Given that it has been over a month since the last update this post will cover a number of recent developments and upcoming events in one go.
The auction at Crewe Heritage Centre
Founding member Bruce Nixon attended the auction held at Crewe Heritage Centre on Saturday 26th April where we successfully sold the whistle once belonging to the last operational Lancashire & Yorkshire Railway class 4-6-0; a historically significant item that was generously donated to the Trust to be auctioned. We are of course grateful to the donor and to the buyer who paid £760.00. This provides a real fillip to our funds and greatly assist us in moving forward with the build.
During his visit, Bruce also had the opportunity to meet with a number of people from the South Cheshire Model Engineering Society and the LNWR Heritage Co Ltd. where he also was given a tour of the works. Bruce managed to spread the word about our build a little wider and received many expressions of support.
Matched funding and a Legacies
Donations such as the whistle and the invaluable financial contributions from our growing band of supporters has led us secure our next tranche of matched funding from our kind benefactor. I should also note that we have received our first Legacy. On behalf of the trust I would like to express our sincere and profound gratitude to the donor for this considerable and generous gift.
If you would like to make a one-off donation, a Standing Order, or provide a Legacy you will find links to the relevant forms at the top of this page and remember, it you’re a UK taxpayer, your contribution receives matched funding through Gift-Aid and additional funds from our good friends, the tax-people (HMRC). For example, a donation of £40 secures £10 from the HMRC, which when matched with Gift-Aid, results in a £100 donation to the trust!
Your contribution matters and it is through your generosity that together we can complete this build sooner rather than later. Month-by-month the momentum is building and together we will recreate one of these beautiful and powerful machines, filling a hole in the preservation ledger (an operational early 20th century express type and an LNWR engine at that), to be enjoyed by present and future generations on heritage rail and certified for mainline running. Fabrication has commenced, parts have been donated and I’m pleased to say that we now have a place to call home so why not be a part of (re)creating history?
We’ve held back from committing ourselves to fabricating anything substantial until we could secure a home for the parts, however temporary. While we’ve had the funds to commit to works that are far more substantial than the smokebox door, there has been the matter of storage.
We are therefore pleased to announce that the completed parts will be held in secured storage at a work in Heckmondwike in Yorkshire (next to a former LNWR trackbed where some new build LNWR fish vans are being constructed). Erection will occur elsewhere at a site that’s yet-to-be-determined but having secure storage within the works of like-minded friends provides us with the opportunity to commit to the next significant stage of fabrication.

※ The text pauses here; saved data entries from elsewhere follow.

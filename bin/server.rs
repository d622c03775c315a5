// Registry Reconciliation - Web Server
// JSON read surface over the reconciliation engine (axum)

use anyhow::Context;
use axum::{
    extract::{Path, Query, State},
    http::StatusCode,
    response::{IntoResponse, Json, Response},
    routing::{get, post},
    Router,
};
use registry_recon::{
    check_consistency, compute_scores, list_datasets, open_database, reconcile, resolve_dataset, DatasetKind,
    DatasetVersion, ReconConfig, ReconError, ReconSummary, ReconciledRow, ScoreRunStats, Warning,
};
use rusqlite::Connection;
use serde::{Deserialize, Serialize};
use std::sync::{Arc, Mutex, MutexGuard};
use tower_http::cors::CorsLayer;
use tracing_subscriber::EnvFilter;

/// Shared application state
#[derive(Clone)]
struct AppState {
    db: Arc<Mutex<Connection>>,
    config: Arc<ReconConfig>,
}

impl AppState {
    fn conn(&self) -> Result<MutexGuard<'_, Connection>, ApiError> {
        self.db
            .lock()
            .map_err(|_| ApiError::internal("database lock poisoned"))
    }
}

/// API Response wrapper
#[derive(Serialize)]
struct ApiResponse<T> {
    success: bool,
    #[serde(skip_serializing_if = "Option::is_none")]
    data: Option<T>,
    #[serde(skip_serializing_if = "Option::is_none")]
    error: Option<String>,
}

impl<T> ApiResponse<T> {
    fn ok(data: T) -> Self {
        Self {
            success: true,
            data: Some(data),
            error: None,
        }
    }
}

struct ApiError {
    status: StatusCode,
    message: String,
}

impl ApiError {
    fn internal(message: &str) -> Self {
        ApiError {
            status: StatusCode::INTERNAL_SERVER_ERROR,
            message: message.to_string(),
        }
    }
}

impl From<ReconError> for ApiError {
    fn from(err: ReconError) -> Self {
        let status = match &err {
            ReconError::DatasetNotFound { .. } => StatusCode::NOT_FOUND,
            ReconError::InvalidConfig(_) | ReconError::OverrideConstraintViolation { .. } => StatusCode::BAD_REQUEST,
            _ => StatusCode::INTERNAL_SERVER_ERROR,
        };
        if status == StatusCode::INTERNAL_SERVER_ERROR {
            tracing::error!(error = %err, "request failed");
        }
        ApiError {
            status,
            message: err.to_string(),
        }
    }
}

impl IntoResponse for ApiError {
    fn into_response(self) -> Response {
        let body = ApiResponse::<()> {
            success: false,
            data: None,
            error: Some(self.message),
        };
        (self.status, Json(body)).into_response()
    }
}

type ApiResult<T> = Result<Json<ApiResponse<T>>, ApiError>;

// ============================================================================
// Query parameters (dataset tags)
// ============================================================================

#[derive(Deserialize)]
struct DatasetsQuery {
    kind: Option<String>,
}

#[derive(Deserialize)]
struct PairQuery {
    entities: String,
    results: String,
    overrides: Option<String>,
    batch_size: Option<usize>,
}

#[derive(Serialize)]
struct ReconcileResponse {
    summary: ReconSummary,
    rows: Vec<ReconciledRow>,
}

#[derive(Serialize)]
struct ConsistencyResponse {
    total: usize,
    errors: usize,
    warnings: Vec<Warning>,
}

fn parse_kind(value: &str) -> Result<DatasetKind, ApiError> {
    value.parse::<DatasetKind>().map_err(|message| ApiError {
        status: StatusCode::BAD_REQUEST,
        message,
    })
}

// ============================================================================
// API Handlers
// ============================================================================

/// GET /api/health - Health check
async fn health_check() -> impl IntoResponse {
    Json(ApiResponse::ok(registry_recon::VERSION))
}

/// GET /api/datasets?kind= - Imported dataset versions
async fn get_datasets(
    State(state): State<AppState>,
    Query(query): Query<DatasetsQuery>,
) -> ApiResult<Vec<DatasetVersion>> {
    let kind = query.kind.as_deref().map(parse_kind).transpose()?;
    let conn = state.conn()?;
    Ok(Json(ApiResponse::ok(list_datasets(&conn, kind)?)))
}

/// GET /api/datasets/:kind/:tag - One dataset version by tag
async fn get_dataset_by_tag(
    State(state): State<AppState>,
    Path((kind, tag)): Path<(String, String)>,
) -> ApiResult<DatasetVersion> {
    let kind = parse_kind(&kind)?;

    // Decode URL-encoded tag
    let decoded_tag = urlencoding::decode(&tag)
        .unwrap_or_else(|_| tag.clone().into())
        .into_owned();

    let conn = state.conn()?;
    Ok(Json(ApiResponse::ok(resolve_dataset(&conn, kind, &decoded_tag)?)))
}

/// GET /api/reconcile?entities=&results=&overrides=
async fn get_reconcile(
    State(state): State<AppState>,
    Query(query): Query<PairQuery>,
) -> ApiResult<ReconcileResponse> {
    let conn = state.conn()?;
    let entities = resolve_dataset(&conn, DatasetKind::Entities, &query.entities)?;
    let results = resolve_dataset(&conn, DatasetKind::Results, &query.results)?;
    let overrides = query
        .overrides
        .as_deref()
        .map(|tag| resolve_dataset(&conn, DatasetKind::Overrides, tag))
        .transpose()?;

    let rows = reconcile(&conn, entities.id, results.id, overrides.map(|o| o.id), &state.config)?;
    Ok(Json(ApiResponse::ok(ReconcileResponse {
        summary: ReconSummary::of(&rows),
        rows,
    })))
}

/// GET /api/consistency?entities=&results=&overrides=
async fn get_consistency(
    State(state): State<AppState>,
    Query(query): Query<PairQuery>,
) -> ApiResult<ConsistencyResponse> {
    let Some(override_tag) = query.overrides.as_deref() else {
        return Err(ApiError {
            status: StatusCode::BAD_REQUEST,
            message: "missing query parameter: overrides".to_string(),
        });
    };

    let conn = state.conn()?;
    let entities = resolve_dataset(&conn, DatasetKind::Entities, &query.entities)?;
    let results = resolve_dataset(&conn, DatasetKind::Results, &query.results)?;
    let overrides = resolve_dataset(&conn, DatasetKind::Overrides, override_tag)?;

    let warnings = check_consistency(&conn, entities.id, results.id, overrides.id)?;
    Ok(Json(ApiResponse::ok(ConsistencyResponse {
        total: warnings.len(),
        errors: warnings
            .iter()
            .filter(|w| w.severity == registry_recon::Severity::Error)
            .count(),
        warnings,
    })))
}

/// POST /api/score?entities=&results=&batch_size= - Fill the score cache
async fn post_score(
    State(state): State<AppState>,
    Query(query): Query<PairQuery>,
) -> ApiResult<ScoreRunStats> {
    let conn = state.conn()?;
    let entities = resolve_dataset(&conn, DatasetKind::Entities, &query.entities)?;
    let results = resolve_dataset(&conn, DatasetKind::Results, &query.results)?;
    let batch_size = query.batch_size.unwrap_or(state.config.scheduler.batch_size);

    let stats = compute_scores(&conn, entities.id, results.id, batch_size, &state.config)?;
    Ok(Json(ApiResponse::ok(stats)))
}

// ============================================================================
// Main Server
// ============================================================================

#[tokio::main]
async fn main() -> anyhow::Result<()> {
    tracing_subscriber::fmt()
        .with_env_filter(EnvFilter::try_from_default_env().unwrap_or_else(|_| EnvFilter::new("info")))
        .init();

    println!("🌐 Registry Reconciliation - Web Server");
    println!("━━━━━━━━━━━━━━━━━━━━━━━━━━━━━━━━━━━━━━━━━");

    let db_path = std::env::var("RECON_DB").unwrap_or_else(|_| "recon.db".to_string());
    let conn = open_database(std::path::Path::new(&db_path))
        .with_context(|| format!("Failed to open database: {}", db_path))?;
    println!("✓ Database opened: {}", db_path);

    let config = match std::env::var("RECON_CONFIG") {
        Ok(path) => ReconConfig::from_file(std::path::Path::new(&path))
            .with_context(|| format!("Failed to load config: {}", path))?,
        Err(_) => ReconConfig::default(),
    };

    // Create shared state
    let state = AppState {
        db: Arc::new(Mutex::new(conn)),
        config: Arc::new(config),
    };

    // Build API routes
    let api_routes = Router::new()
        .route("/health", get(health_check))
        .route("/datasets", get(get_datasets))
        .route("/datasets/:kind/:tag", get(get_dataset_by_tag))
        .route("/reconcile", get(get_reconcile))
        .route("/consistency", get(get_consistency))
        .route("/score", post(post_score))
        .with_state(state);

    let app = Router::new()
        .nest("/api", api_routes)
        .layer(CorsLayer::permissive());

    // Start server
    let addr = std::env::var("RECON_ADDR").unwrap_or_else(|_| "0.0.0.0:3000".to_string());
    let listener = tokio::net::TcpListener::bind(&addr)
        .await
        .with_context(|| format!("Failed to bind to {}", addr))?;

    tracing::info!(%addr, "server listening");
    println!("\n🚀 Server running on http://{}", addr);
    println!("   API: http://{}/api/reconcile?entities=<tag>&results=<tag>", addr);
    println!("\n   Press Ctrl+C to stop\n");

    axum::serve(listener, app).await.context("Server error")?;
    Ok(())
}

Regarding this, while I would love to share the details, contractual agreements and pending discussions over the final details prevents me of sharing it just yet. Very soon. Suffice it to say, the next stage will be substantial and during the course of June and July, all will be revealed so stay tuned!
The Trust will be at Kidderminster on the Severn Valley Railway this year for the annual LNWR Society event. All are invited and welcome to attend and more details with be forthcoming.
Easter weekend at Quorn
To conclude, the newly fabricated smokebox door was on display at the Great Central Railway’s ‘Easter Vintage Festival’ at Quorn station over the Easter long weekend from the 18th to 21st April. As you can see, the door made for quite a sight as it traversed the East Midlands from Bingham to Quorn! The tractor (in keeping with the vintage theme) is a 1953 Turner with V4 diesel and the LMS dray has been painstakingly restored by the talented chaps at Keyte Smith Ltd. We thank Jamie and his crew for their sterling work on the door and for transporting in such style to and from the event.